Write what? I wanted to ask. “And you can’t do that here?”

She replaced the brush on the table, her confidence returned. “I’m not here to ask permission, Will. I just wanted to see you before I went. To let you know where I’ll be.”

“It’s settled then? That’s it? No discussion?”

She opened her bag and pulled out a notebook page. “I’ve written down the address. The phone number at the rental. I’ll have my cell, but service is spotty there.”

I stared at the paper.

“Do you want me to leave it here, or shall I put it on the kitchen table?”

“Doesn’t matter.” So this was a done deal.

“And Amy will always be able to reach me. Their house is only seven miles from where I’ll be.”

“When are you leaving?” I asked.

But Sophie didn’t hear me. “Oh,” she said, her voice soft. “This is lovely.” She was looking at the sketch I had set on the table. “I didn’t know you knew her, Will.”

“Who? Knew who?”

“Mary.” She picked up the pad and carried it to the window for better light. The skirt of her dress whispered around her legs. “Mary Silveria.”
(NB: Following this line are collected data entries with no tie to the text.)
#[cfg(test)]
mod tests {
    use super::*;
    use crate::cache::tests::{badge_set, FakeFetcher};
    use crate::cache::{BadgeSets, CacheEvent, EmoteTable};
    use crate::identity::StaticIdentity;
    use crate::types::{Badge, CharRange, Emote, Fragment};

    const CHANNEL: &str = "luckydye";
    const ROOM_ID: &str = "1234";

    fn fetcher() -> FakeFetcher {
        let mut channel_emotes = EmoteTable::new();
        channel_emotes.insert("catJAM".to_string(), "https://cdn/catjam".to_string());
        channel_emotes.insert("Kappa".to_string(), "https://cdn/channel-kappa".to_string());

        let mut global_emotes = EmoteTable::new();
        global_emotes.insert("LUL".to_string(), "https://cdn/lul".to_string());

        let mut channel_badges = BadgeSets::new();
        channel_badges.insert("subscriber".to_string(), badge_set(&[("0", "https://cdn/channel-sub-0")]));

        let mut global_badges = BadgeSets::new();
        global_badges.insert("subscriber".to_string(), badge_set(&[("0", "https://cdn/global-sub-0")]));
        global_badges.insert("moderator".to_string(), badge_set(&[("1", "https://cdn/mod")]));

        FakeFetcher {
            channel_emotes,
            channel_badges,
            global_emotes,
            global_badges,
            ..Default::default()
        }
    }

    /// Parser whose caches are already populated for CHANNEL
    async fn warm_parser(login: &str) -> MessageParser {
        let cache = Arc::new(ResourceCache::new(Arc::new(fetcher())));
        let mut rx = cache.subscribe();

        cache.load_globals().await;
        cache.lookup_emotes(CHANNEL, Some(ROOM_ID)).await;
        cache.lookup_badges(CHANNEL, Some(ROOM_ID)).await;

        let mut channel_tables = 0;
        while channel_tables < 2 {
            let event = tokio::time::timeout(std::time::Duration::from_secs(5), rx.recv())
                .await
                .unwrap()
                .unwrap();
            if let CacheEvent::Populated { scope: crate::cache::CacheScope::Channel(_), .. } = event {
                channel_tables += 1;
            }
        }

        MessageParser::new(cache, Arc::new(StaticIdentity::new(login)))
    }

    fn user_message(text: &str) -> UserMessage {
        serde_json::from_value(serde_json::json!({
            "id": "msg-1",
            "channel": CHANNEL,
            "user_name": "someone",
            "user_id": "42",
            "text": text,
            "color": [10, 10, 10],
            "emotes": [],
            "badges": [],
            "timestamp": "2024-05-01T12:00:00Z",
            "is_action": false,
            "bits": 0,
            "tags": { "room-id": ROOM_ID }
        }))
        .unwrap()
    }

    fn event_message(kind: Option<&str>, message: Option<UserMessage>) -> EventMessage {
        serde_json::from_value(serde_json::json!({
            "id": "ev-1",
            "text": "5 raiders incoming",
            "message": message,
            "channel": CHANNEL,
            "timestamp": "2024-05-01T12:00:00Z",
            "event": kind.map(|k| serde_json::json!({ "id": "e", "data": {}, "type": k })),
        }))
        .unwrap()
    }

    fn text_of(content: &[Fragment]) -> String {
        content
            .iter()
            .filter_map(|f| match f {
                Fragment::Text { text } => Some(text.as_str()),
                _ => None,
            })
            .collect()
    }

    #[tokio::test]
    async fn test_user_message_yields_one_record() {
        let parser = warm_parser("").await;
        let msg = user_message("hello there chat");

        let records = parser.classify(&InboundMessage::User(msg)).await;
        assert_eq!(records.len(), 1);

        let chat = records[0].as_message().unwrap();
        assert_eq!(chat.id, "msg-1");
        assert_eq!(chat.user_name, "someone");
        assert_eq!(text_of(&chat.content).trim_end(), "hello there chat");
        assert!(!chat.tagged && !chat.highlighted && !chat.reply && !chat.action);
        assert_ne!(chat.color, "#0a0a0a");
    }

    #[tokio::test]
    async fn test_substitutions_in_order() {
        let parser = warm_parser("").await;
        let msg = user_message("hi catJAM LUL https://example.com @bob bye");

        let chat = parser.parse_user_message(&msg).await;
        assert_eq!(
            chat.content,
            vec![
                Fragment::text("hi "),
                Fragment::Emote { name: "catJAM".to_string(), url: "https://cdn/catjam".to_string() },
                Fragment::Emote { name: "LUL".to_string(), url: "https://cdn/lul".to_string() },
                Fragment::Link { url: "https://example.com".to_string() },
                Fragment::Mention { name: "@bob".to_string() },
                Fragment::text("bye "),
            ]
        );
    }

    #[tokio::test]
    async fn test_server_emote_beats_channel_emote() {
        let parser = warm_parser("").await;
        let mut msg = user_message("Kappa and Kappa");
        msg.emotes = vec![Emote {
            id: "25".to_string(),
            char_range: CharRange::new(0, 5),
            name: "Kappa".to_string(),
        }];

        let chat = parser.parse_user_message(&msg).await;
        let server_url = "https://static-cdn.jtvnw.net/emoticons/v2/25/default/dark/2.0";
        assert_eq!(
            chat.content[0],
            Fragment::Emote { name: "Kappa".to_string(), url: server_url.to_string() }
        );
        // Recurrences of the span text resolve to the same emote
        assert_eq!(
            chat.content[2],
            Fragment::Emote { name: "Kappa".to_string(), url: server_url.to_string() }
        );
    }

    #[tokio::test]
    async fn test_self_mention_tags_message() {
        let parser = warm_parser("dyex").await;
        let chat = parser.parse_user_message(&user_message("hello DyeXfan")).await;

        assert!(chat.tagged);
        assert_eq!(chat.content[1], Fragment::Mention { name: "DyeXfan".to_string() });
        assert!(!chat.own_message);
    }

    #[tokio::test]
    async fn test_own_message() {
        let parser = warm_parser("someone").await;
        let chat = parser.parse_user_message(&user_message("hi")).await;
        assert!(chat.own_message);
    }

    #[tokio::test]
    async fn test_highlight_reply_and_action_flags() {
        let parser = warm_parser("").await;

        let mut msg = user_message("look at me");
        msg.tags.msg_id = Some("highlighted-message".to_string());
        msg.tags.reply_parent_msg_id = Some("parent-1".to_string());
        msg.is_action = true;
        let chat = parser.parse_user_message(&msg).await;
        assert!(chat.highlighted);
        assert!(chat.reply);
        assert!(chat.action);

        msg.tags.msg_id = Some("skip-subs-mode-message".to_string());
        msg.tags.reply_parent_msg_id = None;
        let chat = parser.parse_user_message(&msg).await;
        assert!(!chat.highlighted);
        assert!(!chat.reply);
    }

    #[tokio::test]
    async fn test_badges_resolved() {
        let parser = warm_parser("").await;
        let mut msg = user_message("hi");
        msg.badges = vec![
            Badge { id: "s".to_string(), name: "subscriber".to_string(), version: "0".to_string(), description: Some("5 months".to_string()) },
            Badge { id: "m".to_string(), name: "moderator".to_string(), version: "1".to_string(), description: None },
            Badge { id: "x".to_string(), name: "unknown".to_string(), version: "1".to_string(), description: None },
        ];

        let chat = parser.parse_user_message(&msg).await;
        assert_eq!(chat.badges[0].image_url.as_deref(), Some("https://cdn/channel-sub-0"));
        assert_eq!(chat.badges[0].alt, "subscriber (5 months)");
        assert_eq!(chat.badges[1].image_url.as_deref(), Some("https://cdn/mod"));
        assert_eq!(chat.badges[2].image_url, None);
    }

    #[tokio::test]
    async fn test_raid_without_message() {
        let parser = warm_parser("").await;
        let records = parser
            .classify(&InboundMessage::Event(event_message(Some("Raid"), None)))
            .await;

        assert_eq!(records.len(), 1);
        let info = records[0].as_info().unwrap();
        assert_eq!(info.background_color, "rgb(33, 27, 37)");
        assert_eq!(info.content, vec![Fragment::text("5 raiders incoming")]);
    }

    #[tokio::test]
    async fn test_resub_with_message_puts_user_first() {
        let parser = warm_parser("").await;
        let records = parser
            .classify(&InboundMessage::Event(event_message(
                Some("SubOrResub"),
                Some(user_message("12 months LUL")),
            )))
            .await;

        assert_eq!(records.len(), 2);
        assert!(records[0].as_message().is_some());
        assert_eq!(records[1].as_info().unwrap().id, "ev-1");
    }

    #[tokio::test]
    async fn test_unknown_or_missing_event_type_uses_default_color() {
        let parser = warm_parser("").await;

        for event in [event_message(Some("HypeTrain"), None), event_message(None, None)] {
            let records = parser.parse_event_message(&event).await;
            assert_eq!(records[0].as_info().unwrap().background_color, "rgb(12, 12, 12)");
        }
    }

    #[tokio::test]
    async fn test_unknown_shape_yields_nothing() {
        let parser = warm_parser("").await;

        assert!(parser.classify_value(&serde_json::json!({ "message_type": "whisper" })).await.is_empty());
        assert!(parser.classify_value(&serde_json::json!([1, 2, 3])).await.is_empty());

        let records = parser
            .classify_value(&serde_json::json!({ "message_type": "user", "text": "bare" }))
            .await;
        assert_eq!(records.len(), 1);
    }

    #[tokio::test]
    async fn test_null_and_odd_fields_still_render() {
        let parser = warm_parser("").await;
        let variants = [
            ("emotes", serde_json::json!({ "emotes": null })),
            ("badges", serde_json::json!({ "badges": null })),
            ("tags", serde_json::json!({ "tags": null })),
            ("bits", serde_json::json!({ "bits": null })),
            ("numeric room-id", serde_json::json!({ "tags": { "room-id": 1234 } })),
            ("color out of range", serde_json::json!({ "color": [256, -1, 10] })),
            ("string badge version", serde_json::json!({ "badges": [{ "name": "subscriber", "version": "12" }] })),
        ];

        for (label, fields) in variants {
            let mut raw = serde_json::json!({ "message_type": "user", "channel": CHANNEL, "text": "hi LUL" });
            for (key, value) in fields.as_object().unwrap() {
                raw[key] = value.clone();
            }

            let records = parser.classify_value(&raw).await;
            assert_eq!(records.len(), 1, "{} should still yield a message", label);
            let chat = records[0].as_message().unwrap();
            assert_eq!(
                chat.content[1],
                Fragment::Emote { name: "LUL".to_string(), url: "https://cdn/lul".to_string() },
                "{}",
                label
            );
        }
    }

    #[tokio::test]
    async fn test_numeric_room_id_uses_channel_tables() {
        let parser = warm_parser("").await;
        let raw = serde_json::json!({
            "message_type": "user",
            "channel": CHANNEL,
            "text": "catJAM",
            "badges": [{ "name": "subscriber", "version": 0 }],
            "tags": { "room-id": 1234 }
        });

        let records = parser.classify_value(&raw).await;
        let chat = records[0].as_message().unwrap();
        assert_eq!(
            chat.content[0],
            Fragment::Emote { name: "catJAM".to_string(), url: "https://cdn/catjam".to_string() }
        );
        assert_eq!(chat.badges[0].version, "0");
        assert_eq!(chat.badges[0].image_url.as_deref(), Some("https://cdn/channel-sub-0"));
    }

    #[tokio::test]
    async fn test_null_event_type_uses_default_color() {
        let parser = warm_parser("").await;

        for kind in [serde_json::Value::Null, serde_json::json!(42)] {
            let raw = serde_json::json!({
                "message_type": "event",
                "text": "something happened",
                "event": { "type": kind }
            });

            let records = parser.classify_value(&raw).await;
            assert_eq!(records.len(), 1);
            assert_eq!(records[0].as_info().unwrap().background_color, "rgb(12, 12, 12)");
        }
    }

    #[tokio::test]
    async fn test_cold_cache_still_renders() {
        let fetcher = Arc::new(fetcher());
        let cache = Arc::new(ResourceCache::new(fetcher));
        let parser = MessageParser::new(cache, Arc::new(StaticIdentity::anonymous()));

        let chat = parser.parse_user_message(&user_message("catJAM LUL")).await;
        assert_eq!(chat.content, vec![Fragment::text("catJAM "), Fragment::text("LUL ")]);
    }
}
I realized then why the woman in the market had seemed familiar. In midwinter, Sophie and I, along with most of Port Fortune, had stood in line outside the funeral home, all waiting to go in to the wake for her husband. I hadn’t wanted to go. I really didn’t know the family, but Sophie had insisted. The woman was a parishioner at Holy Apostles. Her husband’s boat had gone down off Georges Bank. The line of mourners had inched along until finally we were inside, standing before the woman who gazed at us with grief-stunned eyes, hands cupped in front of her swollen belly. Sophie hadn’t told me she was pregnant. “I don’t. Not really. I saw her yesterday and was just fooling around with it.”

“It’s good.”

“Just a sketch,” I said, my voice dismissive.

Sophie put the pad back on the table and came to me, slipped her arms around me. I felt, beneath my fingers, the sheerness of the dress, the strength of her body. I didn’t want to let her go.

“Take care, Will,” she said. “Be well.”

My throat thickened. “You too, Sophie. I love you.”

“I love you too, Will.”

And then she was gone, leaving me alone to wonder how much love could withstand.

A great restlessness took hold for which I had no outlet. I replayed the scene, trying to make sense of it. I picked up the paper on which she had jotted down the address and fought the urge to tear it to shreds. I looked at the address: 13 End of the Road. An odd name. And not a good omen. Then my gaze fell, as Sophie’s had, to the drawing on my sketch pad. Now I had a name for the woman. I again recalled her standing in the funeral home, pregnant and bereft. And then pictured her as she had been in the market, a widow with two toddlers and an infant in her arms. Then I heard the echo of her laughter, light and joy-filled. How was it possible? How had this woman, widowed too young and left with three children, been able to not only go on but to come alive to joy? And for a moment, one single moment, the darkness that had filled me, the despair and grief that were as much a part of me as bone and marrow, lifted, warming me with a lightness of being as surely as earlier that morning a ray of light had streamed through the studio window, heating my leg.

I stared at the drawing as if the answer was held there, but the image stared silently back at me. Even as I put it away, her gaze stayed with me, haunting, beseeching. What did she want of me? What did any of them want of me? This woman? Father Gervase? Sophie? Couldn’t they understand I had nothing left to give?

Then, as if the priest were standing there in the attic room with me, Father Gervase’s words echoed in the silent studio.

The saints were ordinary people.

The saints were us.

You do paint saints.





CHAPTER TWENTY-ONE




But I did not paint saints. Or anything else.